- 3D printing enables lightweight construction and helps save fuel.
TRUMPF, the German industrial machine manufacturing company, announced that Airbus Helicopters, the company’s helicopter manufacturing division, will use TRUMPF TruPrint 3D printers to manufacture components for its helicopters and Airbus aircraft. With the opening of a new 3D printing centre in Donauwörth, Germany, Airbus Helicopters is expanding its additive manufacturing capabilities and TRUMPF will provide the metal 3D printing machines.
“With innovative manufacturing processes, we are working on the helicopters of the future in Donauwörth. Among other things, 3D printing helps reduce the weight of components. That helps aircraft operators reduce fuel consumption and thus lower their costs. It can also help reduce CO2 emissions in flight.– Helmut Färber, Site Manager of Airbus Helicopters in Donauwörth
Färber continued, “Airbus Helicopters will use the 3D printing process to produce components for the electric-powered CityAirbus, the experimental high-speed Racer helicopter and the Airbus A350 and A320 passenger aircraft, among others.”
TRUMPF TruPrint 3D Printers for lightweight construction
Regarding the TruPrint 3D printers, Richard Bannmüller, CEO TRUMPF Laser and System Technology, stated that TRUMPF is a trustworthy partner to the global aviation industry. TRUMPF TruPrint 3D printers are a critical technology on the path to sustainable flying, reducing reliance on long supply chains.

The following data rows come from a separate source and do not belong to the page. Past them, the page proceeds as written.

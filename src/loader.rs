use crate::errors::AppError;
use crate::fetch::Fetcher;
use crate::model::BroadcastRecord;
use crate::parser;
use crate::season::SeasonCode;
use chrono::{DateTime, Duration, NaiveDate, Utc};
use log::{debug, info, warn};
use regex::Regex;
use std::fs;
use std::path::{Path, PathBuf};
use std::sync::LazyLock;
use walkdir::WalkDir;

pub const DX_BASE_URL: &str = "http://www.eibispace.de/dx/";
pub const ARCHIVE_BASE_URL: &str = "http://www.eibispace.de/archive/";
/// Seasons from this year on are also published under the current (`dx`) path.
pub const FIRST_DX_YEAR: u8 = 16;
pub const MAX_CACHE_AGE_DAYS: i64 = 7;

static CACHED_FILE: LazyLock<Regex> =
    LazyLock::new(|| Regex::new(r"^sked-([abAB]\d{2})\.csv$").unwrap());

#[derive(Clone, Debug)]
pub struct LoaderConfig {
    pub storage_dir: PathBuf,
    pub dx_base_url: String,
    pub archive_base_url: String,
    pub max_age: Duration,
}

impl LoaderConfig {
    pub fn new(storage_dir: PathBuf) -> Self {
        Self {
            storage_dir,
            dx_base_url: DX_BASE_URL.into(),
            archive_base_url: ARCHIVE_BASE_URL.into(),
            max_age: Duration::days(MAX_CACHE_AGE_DAYS),
        }
    }
}

#[derive(Debug)]
pub struct LoadedSchedule {
    pub season: SeasonCode,
    pub records: Vec<BroadcastRecord>,
}

/// Seasons to try, in order: the forced one alone, else current then previous.
pub fn candidate_seasons(forced: Option<SeasonCode>, today: NaiveDate) -> Result<Vec<SeasonCode>, AppError> {
    match forced {
        Some(code) => Ok(vec![code]),
        None => {
            let current = SeasonCode::current(&today)?;
            Ok(vec![current, current.previous()])
        }
    }
}

pub fn ensure_storage_dir(dir: &Path) -> Result<(), AppError> {
    if !dir.exists() {
        info!("Creating directory for files: {}", dir.display());
        fs::create_dir_all(dir)
            .map_err(|e| AppError::IO(format!("create {}: {}", dir.display(), e)))?;
    }
    Ok(())
}

/// Season files present in the storage directory, oldest season first.
pub fn list_cached(dir: &Path) -> Result<Vec<(SeasonCode, PathBuf)>, AppError> {
    let mut found = Vec::new();
    if !dir.exists() {
        return Ok(found);
    }
    for entry in WalkDir::new(dir).min_depth(1).max_depth(1) {
        let e = entry.map_err(|e| AppError::IO(format!("walkdir: {}", e)))?;
        if !e.file_type().is_file() { continue; }
        let fname = e.file_name().to_string_lossy().to_string();
        if let Some(caps) = CACHED_FILE.captures(&fname) {
            let code: SeasonCode = caps[1].parse()?;
            found.push((code, e.path().to_path_buf()));
        }
    }
    found.sort_by(|a, b| a.0.cmp(&b.0));
    Ok(found)
}

/// Gets a schedule file onto disk (reusing a fresh cached copy) and parses it.
pub struct ScheduleLoader<'a> {
    config: &'a LoaderConfig,
    fetcher: &'a dyn Fetcher,
}

impl<'a> ScheduleLoader<'a> {
    pub fn new(config: &'a LoaderConfig, fetcher: &'a dyn Fetcher) -> Self {
        Self { config, fetcher }
    }

    pub fn cache_path(&self, season: SeasonCode) -> PathBuf {
        self.config.storage_dir.join(season.filename())
    }

    /// Current path first when the season has one, archive always.
    pub fn urls_for(&self, season: SeasonCode) -> Vec<String> {
        let filename = season.filename();
        let mut urls = Vec::with_capacity(2);
        if season.year >= FIRST_DX_YEAR {
            urls.push(format!("{}{}", self.config.dx_base_url, filename));
        }
        urls.push(format!("{}{}", self.config.archive_base_url, filename));
        urls
    }

    /// Missing, or older than the cache age limit.
    pub fn is_fetch_needed(&self, season: SeasonCode, now: DateTime<Utc>) -> Result<bool, AppError> {
        let path = self.cache_path(season);
        if !path.exists() {
            info!("schedule file {} not found; fetching", path.display());
            return Ok(true);
        }
        let modified = fs::metadata(&path)
            .and_then(|m| m.modified())
            .map_err(|e| AppError::IO(format!("stat {}: {}", path.display(), e)))?;
        let mtime: DateTime<Utc> = modified.into();
        if mtime < now - self.config.max_age {
            info!("schedule file {} too old; fetching", path.display());
            return Ok(true);
        }
        Ok(false)
    }

    /// Tries each URL for `season` until one succeeds; the body replaces the cached file.
    /// `Ok(false)` when every URL failed.
    pub fn fetch_season(&self, season: SeasonCode) -> Result<bool, AppError> {
        for url in self.urls_for(season) {
            info!("Trying {} ...", url);
            match self.fetcher.fetch(&url) {
                Ok(body) => {
                    let path = self.cache_path(season);
                    fs::write(&path, &body)
                        .map_err(|e| AppError::IO(format!("write {}: {}", path.display(), e)))?;
                    debug!("saved {} bytes to {}", body.len(), path.display());
                    return Ok(true);
                }
                Err(e) => debug!("{}", e),
            }
        }
        Ok(false)
    }

    /// First season in `seasons` whose file is cached or fetchable, parsed.
    pub fn load(&self, seasons: &[SeasonCode], now: DateTime<Utc>) -> Result<LoadedSchedule, AppError> {
        for &season in seasons {
            debug!("checking schedule {}", season);
            if !season.is_supported() {
                warn!("schedule {} predates the oldest available (a06); skipping", season);
                continue;
            }
            let available = if self.is_fetch_needed(season, now)? {
                self.fetch_season(season)?
            } else {
                true
            };
            if !available {
                debug!("no source for schedule {}", season);
                continue;
            }

            let path = self.cache_path(season);
            debug!("parsing {}", path.display());
            let records = parser::parse_file(&path)?;
            info!("Loaded {} schedule entries from {}", records.len(), season);
            return Ok(LoadedSchedule { season, records });
        }

        let tried: Vec<String> = seasons.iter().map(|s| s.to_string()).collect();
        Err(AppError::Unavailable(format!(
            "could not load schedule {} into {}",
            tried.join(" or "),
            self.config.storage_dir.display()
        )))
    }
}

Using additive manufacturing, entire assemblies can be printed as a single component. This reduces weight. At the same time, the components are extremely stable and meet the aviation industry’s stringent safety requirements. TRUMPF 3D printers are used by Airbus Helicopters to manufacture structural components made of titanium and high-strength aluminium.
Bannmüller added, “Additive manufacturing saves expensive raw material and can lower production costs in the aviation industry. 3D printers only use the material that designers actually need for their components and that ends up taking off in the aircraft.”
Users of 3D printing can also re-use unused metal powder. Traditional manufacturing processes, on the other hand, necessitate up to ten times the amount of raw material as the final product. As a result, much of the raw material is wasted when milling or chipping.